Exercise aim - Please state how many lines in the records below contain the word "impl", giving only the number.

Data for the task -
use std::collections::HashMap;
use std::fs;
use std::path::{Path, PathBuf};

use super::cpuinfo::{CPUINFO_PATH, CpuDetails};
use super::topology::{
    CacheDescriptor, CacheHierarchy, ProcessorInfo, Topology, TopologyProvider,
};
use crate::error::{ProbeError, Result};

pub const SYSFS_CPU_PATH: &str = "/sys/devices/system/cpu";

const MAX_CACHE_INDEX: usize = 16;

/// Linux provider reading /sys/devices/system/cpu and /proc/cpuinfo
#[derive(Debug, Clone)]
pub struct SysfsTopology {
    cpu_root: PathBuf,
    cpuinfo_path: PathBuf,
}

impl SysfsTopology {
    pub fn new() -> Self {
        Self::with_roots(SYSFS_CPU_PATH, CPUINFO_PATH)
    }

    pub fn with_roots(cpu_root: impl Into<PathBuf>, cpuinfo_path: impl Into<PathBuf>) -> Self {
        Self {
            cpu_root: cpu_root.into(),
            cpuinfo_path: cpuinfo_path.into(),
        }
    }

    pub fn cpu_root(&self) -> &Path {
        &self.cpu_root
    }

    pub fn cpuinfo_path(&self) -> &Path {
        &self.cpuinfo_path
    }

    fn read_processors(&self) -> Result<Vec<ProcessorInfo>> {
        if !self.cpu_root.is_dir() {
            return Err(ProbeError::topology_unavailable(format!(
                "{} is not a directory",
                self.cpu_root.display()
            )));
        }

        // (package, core_id) pairs mapped to dense core identifiers
        let mut core_ids: HashMap<(u32, u32), u32> = HashMap::new();
        let mut processors = Vec::new();

        for cpu_id in 0.. {
            let cpu_path = self.cpu_root.join(format!("cpu{cpu_id}"));
            if !cpu_path.exists() {
                break;
            }

            let topology_path = cpu_path.join("topology");
            let package = read_file_u32(&topology_path.join("physical_package_id")).unwrap_or(0);
            // Without topology files every processor is its own core
            let core_id = read_file_u32(&topology_path.join("core_id")).unwrap_or(cpu_id);
            let next_id = core_ids.len() as u32;
            let core = *core_ids.entry((package, core_id)).or_insert(next_id);

            processors.push(ProcessorInfo {
                core,
                caches: read_cache_hierarchy(&cpu_path.join("cache"), cpu_id as usize),
            });
        }

        if processors.is_empty() {
            return Err(ProbeError::topology_unavailable(format!(
                "no cpu entries under {}",
                self.cpu_root.display()
            )));
        }
        Ok(processors)
    }
}

impl Default for SysfsTopology {
    fn default() -> Self {
        Self::new()
    }
}

impl TopologyProvider for SysfsTopology {
    fn name(&self) -> &'static str {
        "sysfs"
    }

    fn initialize(&self) -> Result<Topology> {
        let processors = self.read_processors()?;
        let features = CpuDetails::read(&self.cpuinfo_path).features();
        Ok(Topology {
            processors,
            features,
        })
    }
}

fn read_cache_hierarchy(cache_path: &Path, cpu_id: usize) -> CacheHierarchy {
    let mut caches = CacheHierarchy::default();
    if !cache_path.exists() {
        return caches;
    }

    for index in 0..MAX_CACHE_INDEX {
        let index_path = cache_path.join(format!("index{index}"));
        if !index_path.exists() {
            break;
        }

        let level = read_file_u32(&index_path.join("level")).unwrap_or(0);
        let cache_type = read_file_string(&index_path.join("type")).unwrap_or_default();
        let size = read_file_string(&index_path.join("size"))
            .map(|size| parse_cache_size(&size))
            .unwrap_or(0);
        if size == 0 {
            continue;
        }
        let (processor_start, processor_count) =
            read_file_string(&index_path.join("shared_cpu_list"))
                .and_then(|list| parse_cpu_range(&list))
                .unwrap_or((cpu_id, 1));
        let descriptor = CacheDescriptor {
            size,
            processor_start,
            processor_count,
        };

        match (level, cache_type.as_str()) {
            (1, "Data") => caches.l1d = Some(descriptor),
            (2, "Unified" | "Data") => caches.l2 = Some(descriptor),
            (3, "Unified" | "Data") => caches.l3 = Some(descriptor),
            _ => {}
        }
    }

    caches
}

fn read_file_string(path: &Path) -> Option<String> {
    fs::read_to_string(path).ok().map(|s| s.trim().to_string())
}

fn read_file_u32(path: &Path) -> Option<u32> {
    read_file_string(path)?.parse().ok()
}

/// Parse sysfs cache sizes like "32K", "1024K", "30M" into bytes
pub fn parse_cache_size(size_str: &str) -> usize {
    let size_str = size_str.trim();
    let (digits, multiplier) = match size_str.chars().last() {
        Some('K') => (&size_str[..size_str.len() - 1], 1024),
        Some('M') => (&size_str[..size_str.len() - 1], 1024 * 1024),
        Some('G') => (&size_str[..size_str.len() - 1], 1024 * 1024 * 1024),
        _ => (size_str, 1),
    };
    digits
        .trim()
        .parse::<usize>()
        .unwrap_or(0)
        .saturating_mul(multiplier)
}

/// Reduce a cpu list like "0-3" or "0,4" or "0-1,8-9" to the contiguous
/// range `(first, count)` spanning its first and last cpu
pub fn parse_cpu_range(list: &str) -> Option<(usize, usize)> {
    let list = list.trim();
    let first: usize = list
        .split(',')
        .next()?
        .split('-')
        .next()?
        .trim()
        .parse()
        .ok()?;
    let last: usize = list
        .rsplit(',')
        .next()?
        .rsplit('-')
        .next()?
        .trim()
        .parse()
        .ok()?;
    if last < first {
        return None;
    }
    Some((first, last - first + 1))
}
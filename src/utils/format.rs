pub fn format_bytes(bytes: u64) -> String {
    const UNIT: f64 = 1024.0;
    let bytes = bytes as f64;

    if bytes < UNIT {
        return format!("{bytes:.0} B");
    }

    let kb = bytes / UNIT;
    if kb < UNIT {
        return format!("{kb:.1} KiB");
    }

    let mb = kb / UNIT;
    if mb < UNIT {
        return format!("{mb:.1} MiB");
    }

    let gb = mb / UNIT;
    format!("{gb:.1} GiB")
}

#[cfg(test)]
mod tests {
    use super::*;

    #[test]
    fn format_bytes_scales_units() {
        assert_eq!(format_bytes(512), "512 B");
        assert_eq!(format_bytes(32 * 1024), "32.0 KiB");
        assert_eq!(format_bytes(30 * 1024 * 1024), "30.0 MiB");
        assert_eq!(format_bytes(3 * 1024 * 1024 * 1024), "3.0 GiB");
    }
}
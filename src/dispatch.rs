//! Resolution of a compiled path set to the single path to run.

use std::sync::OnceLock;

use crate::cpu::{CpuInfo, TopologyProvider};
use crate::path::{ALL_PATHS, Path};

/// Paths from `compiled` that this machine can run.
///
/// The portable paths are always usable. SIMD paths are kept only when the
/// probe reports the matching capability.
pub fn runtime_supported_paths<P: TopologyProvider>(cpu: &CpuInfo<P>, compiled: Path) -> Path {
    let portable = compiled & (Path::REFERENCE | Path::STANDARD_CPP);
    portable | arch_supported_paths(cpu, compiled)
}

/// Single path to run for `compiled` on this machine, or `Path::NONE` if
/// nothing compiled is usable
pub fn select_path<P: TopologyProvider>(cpu: &CpuInfo<P>, compiled: Path) -> Path {
    Path::most_significant(runtime_supported_paths(cpu, compiled))
}

#[cfg(any(target_arch = "x86", target_arch = "x86_64"))]
fn arch_supported_paths<P: TopologyProvider>(cpu: &CpuInfo<P>, compiled: Path) -> Path {
    let mut paths = Path::NONE;
    if cpu.has_sse42() {
        paths |= Path::SSE42;
    }
    if cpu.has_avx2() {
        paths |= Path::AVX2;
    }
    if cpu.has_avx512() {
        paths |= Path::AVX512;
    }
    if cpu.has_avx_vnni() {
        paths |= Path::AVX_VNNI;
    }
    paths & compiled
}

#[cfg(any(target_arch = "arm", target_arch = "aarch64"))]
fn arch_supported_paths<P: TopologyProvider>(cpu: &CpuInfo<P>, compiled: Path) -> Path {
    let mut paths = Path::NONE;
    // NEON is baseline on aarch64; 32-bit ARM needs it enabled at build time
    if cfg!(any(target_arch = "aarch64", target_feature = "neon")) {
        paths |= Path::NEON;
    }
    if cpu.has_neon_dotprod() {
        paths |= Path::NEON_DOTPROD;
    }
    paths & compiled
}

#[cfg(not(any(
    target_arch = "arm",
    target_arch = "aarch64",
    target_arch = "x86",
    target_arch = "x86_64"
)))]
fn arch_supported_paths<P: TopologyProvider>(_cpu: &CpuInfo<P>, _compiled: Path) -> Path {
    Path::NONE
}

/// Owns a probe and resolves the path to run, once.
pub struct Dispatcher<P: TopologyProvider> {
    cpu: CpuInfo<P>,
    compiled: Path,
    restriction: Option<Path>,
    enabled: OnceLock<Path>,
}

impl<P: TopologyProvider> Dispatcher<P> {
    pub fn new(cpu: CpuInfo<P>) -> Self {
        Self {
            cpu,
            compiled: ALL_PATHS,
            restriction: None,
            enabled: OnceLock::new(),
        }
    }

    /// Paths compiled into the caller. Defaults to `ALL_PATHS`.
    pub fn with_compiled(mut self, compiled: Path) -> Self {
        self.compiled = compiled;
        self.enabled = OnceLock::new();
        self
    }

    /// Limit runtime choice to `paths`, e.g. from user configuration
    pub fn with_restriction(mut self, paths: Path) -> Self {
        self.restriction = Some(paths);
        self.enabled = OnceLock::new();
        self
    }

    pub fn cpu(&self) -> &CpuInfo<P> {
        &self.cpu
    }

    pub fn compiled_paths(&self) -> Path {
        self.compiled
    }

    /// Runtime-supported paths after the restriction. A restriction that
    /// leaves nothing is ignored.
    pub fn enabled_paths(&self) -> Path {
        *self.enabled.get_or_init(|| {
            let supported = runtime_supported_paths(&self.cpu, self.compiled);
            let Some(restriction) = self.restriction else {
                return supported;
            };
            let restricted = supported & restriction;
            if restricted.is_empty() {
                tracing::warn!(
                    %restriction,
                    %supported,
                    "path restriction matches no supported path, ignoring it"
                );
                return supported;
            }
            restricted
        })
    }

    pub fn path(&self) -> Path {
        Path::most_significant(self.enabled_paths())
    }
}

Solved exercise - 5